⟨

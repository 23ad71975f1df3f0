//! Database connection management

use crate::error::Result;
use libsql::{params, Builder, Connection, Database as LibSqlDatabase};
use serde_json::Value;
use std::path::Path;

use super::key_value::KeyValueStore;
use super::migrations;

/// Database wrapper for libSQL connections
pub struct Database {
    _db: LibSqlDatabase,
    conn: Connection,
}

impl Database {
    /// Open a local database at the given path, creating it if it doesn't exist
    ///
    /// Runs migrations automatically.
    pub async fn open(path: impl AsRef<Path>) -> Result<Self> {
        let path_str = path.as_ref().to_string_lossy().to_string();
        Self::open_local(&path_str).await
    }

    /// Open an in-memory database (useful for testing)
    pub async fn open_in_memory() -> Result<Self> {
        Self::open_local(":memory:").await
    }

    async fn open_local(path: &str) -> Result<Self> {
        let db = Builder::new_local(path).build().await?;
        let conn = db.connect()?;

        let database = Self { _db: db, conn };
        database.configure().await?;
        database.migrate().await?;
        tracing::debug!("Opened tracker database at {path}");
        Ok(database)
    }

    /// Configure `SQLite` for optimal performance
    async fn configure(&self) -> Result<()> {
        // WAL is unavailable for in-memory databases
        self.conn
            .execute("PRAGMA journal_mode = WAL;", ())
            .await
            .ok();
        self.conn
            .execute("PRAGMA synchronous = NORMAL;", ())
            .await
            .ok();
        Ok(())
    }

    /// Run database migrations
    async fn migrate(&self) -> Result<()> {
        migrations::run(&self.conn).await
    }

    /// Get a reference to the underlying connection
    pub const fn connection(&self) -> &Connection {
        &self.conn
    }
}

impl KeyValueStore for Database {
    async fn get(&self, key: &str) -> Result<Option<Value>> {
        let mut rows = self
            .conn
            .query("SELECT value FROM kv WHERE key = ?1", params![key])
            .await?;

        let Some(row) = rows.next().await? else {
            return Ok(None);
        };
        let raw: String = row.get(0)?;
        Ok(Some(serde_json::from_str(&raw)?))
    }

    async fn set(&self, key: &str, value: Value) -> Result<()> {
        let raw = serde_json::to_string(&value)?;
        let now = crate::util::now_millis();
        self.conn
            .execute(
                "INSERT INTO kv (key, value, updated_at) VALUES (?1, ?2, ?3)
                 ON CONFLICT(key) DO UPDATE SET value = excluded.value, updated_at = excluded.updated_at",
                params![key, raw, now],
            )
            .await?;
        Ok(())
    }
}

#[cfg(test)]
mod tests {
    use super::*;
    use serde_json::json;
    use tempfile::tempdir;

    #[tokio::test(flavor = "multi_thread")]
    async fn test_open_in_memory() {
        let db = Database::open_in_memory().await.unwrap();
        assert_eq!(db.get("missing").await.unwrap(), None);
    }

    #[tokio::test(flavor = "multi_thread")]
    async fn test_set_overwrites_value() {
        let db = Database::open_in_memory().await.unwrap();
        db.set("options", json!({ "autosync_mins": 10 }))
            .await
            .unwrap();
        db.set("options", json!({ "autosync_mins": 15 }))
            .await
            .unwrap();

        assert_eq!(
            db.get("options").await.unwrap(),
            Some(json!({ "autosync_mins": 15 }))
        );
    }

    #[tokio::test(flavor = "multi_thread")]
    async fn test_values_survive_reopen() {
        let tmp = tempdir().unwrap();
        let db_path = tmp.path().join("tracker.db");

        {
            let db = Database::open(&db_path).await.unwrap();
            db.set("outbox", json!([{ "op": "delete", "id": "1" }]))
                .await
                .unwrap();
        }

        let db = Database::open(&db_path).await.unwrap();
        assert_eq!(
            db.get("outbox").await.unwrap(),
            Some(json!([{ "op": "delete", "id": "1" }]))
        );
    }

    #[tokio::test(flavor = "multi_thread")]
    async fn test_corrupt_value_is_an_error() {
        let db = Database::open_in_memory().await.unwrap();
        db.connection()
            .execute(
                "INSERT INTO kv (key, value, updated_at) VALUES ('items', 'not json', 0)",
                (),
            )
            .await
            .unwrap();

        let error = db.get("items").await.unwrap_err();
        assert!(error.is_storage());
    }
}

⟩

WHAT IS REQUIRED: Could you copy each line above word for word?

EXERCISE SOLUTION:
repository 23ad71975f1df3f0
//! Database connection management

use crate::error::Result;
use libsql::{params, Builder, Connection, Database as LibSqlDatabase};
use serde_json::Value;
use std::path::Path;

use super::key_value::KeyValueStore;
use super::migrations;

/// Database wrapper for libSQL connections
pub struct Database {
    _db: LibSqlDatabase,
    conn: Connection,
}

impl Database {
    /// Open a local database at the given path, creating it if it doesn't exist
    ///
    /// Runs migrations automatically.
    pub async fn open(path: impl AsRef<Path>) -> Result<Self> {
        let path_str = path.as_ref().to_string_lossy().to_string();
        Self::open_local(&path_str).await
    }

    /// Open an in-memory database (useful for testing)
    pub async fn open_in_memory() -> Result<Self> {
        Self::open_local(":memory:").await
    }

    async fn open_local(path: &str) -> Result<Self> {
        let db = Builder::new_local(path).build().await?;
        let conn = db.connect()?;

        let database = Self { _db: db, conn };
        database.configure().await?;
        database.migrate().await?;
        tracing::debug!("Opened tracker database at {path}");
        Ok(database)
    }

    /// Configure `SQLite` for optimal performance
    async fn configure(&self) -> Result<()> {
        // WAL is unavailable for in-memory databases
        self.conn
            .execute("PRAGMA journal_mode = WAL;", ())
            .await
            .ok();
        self.conn
            .execute("PRAGMA synchronous = NORMAL;", ())
            .await
            .ok();
        Ok(())
    }

    /// Run database migrations
    async fn migrate(&self) -> Result<()> {
        migrations::run(&self.conn).await
    }

    /// Get a reference to the underlying connection
    pub const fn connection(&self) -> &Connection {
        &self.conn
    }
}

impl KeyValueStore for Database {
    async fn get(&self, key: &str) -> Result<Option<Value>> {
        let mut rows = self
            .conn
            .query("SELECT value FROM kv WHERE key = ?1", params![key])
            .await?;

        let Some(row) = rows.next().await? else {
            return Ok(None);
        };
        let raw: String = row.get(0)?;
        Ok(Some(serde_json::from_str(&raw)?))
    }

    async fn set(&self, key: &str, value: Value) -> Result<()> {
        let raw = serde_json::to_string(&value)?;
        let now = crate::util::now_millis();
        self.conn
            .execute(
                "INSERT INTO kv (key, value, updated_at) VALUES (?1, ?2, ?3)
                 ON CONFLICT(key) DO UPDATE SET value = excluded.value, updated_at = excluded.updated_at",
                params![key, raw, now],
            )
            .await?;
        Ok(())
    }
}

#[cfg(test)]
mod tests {
    use super::*;
    use serde_json::json;
    use tempfile::tempdir;

    #[tokio::test(flavor = "multi_thread")]
    async fn test_open_in_memory() {
        let db = Database::open_in_memory().await.unwrap();
        assert_eq!(db.get("missing").await.unwrap(), None);
    }

    #[tokio::test(flavor = "multi_thread")]
    async fn test_set_overwrites_value() {
        let db = Database::open_in_memory().await.unwrap();
        db.set("options", json!({ "autosync_mins": 10 }))
            .await
            .unwrap();
        db.set("options", json!({ "autosync_mins": 15 }))
            .await
            .unwrap();

        assert_eq!(
            db.get("options").await.unwrap(),
            Some(json!({ "autosync_mins": 15 }))
        );
    }

    #[tokio::test(flavor = "multi_thread")]
    async fn test_values_survive_reopen() {
        let tmp = tempdir().unwrap();
        let db_path = tmp.path().join("tracker.db");

        {
            let db = Database::open(&db_path).await.unwrap();
            db.set("outbox", json!([{ "op": "delete", "id": "1" }]))
                .await
                .unwrap();
        }

        let db = Database::open(&db_path).await.unwrap();
        assert_eq!(
            db.get("outbox").await.unwrap(),
            Some(json!([{ "op": "delete", "id": "1" }]))
        );
    }

    #[tokio::test(flavor = "multi_thread")]
    async fn test_corrupt_value_is_an_error() {
        let db = Database::open_in_memory().await.unwrap();
        db.connection()
            .execute(
                "INSERT INTO kv (key, value, updated_at) VALUES ('items', 'not json', 0)",
                (),
            )
            .await
            .unwrap();

        let error = db.get("items").await.unwrap_err();
        assert!(error.is_storage());
    }
}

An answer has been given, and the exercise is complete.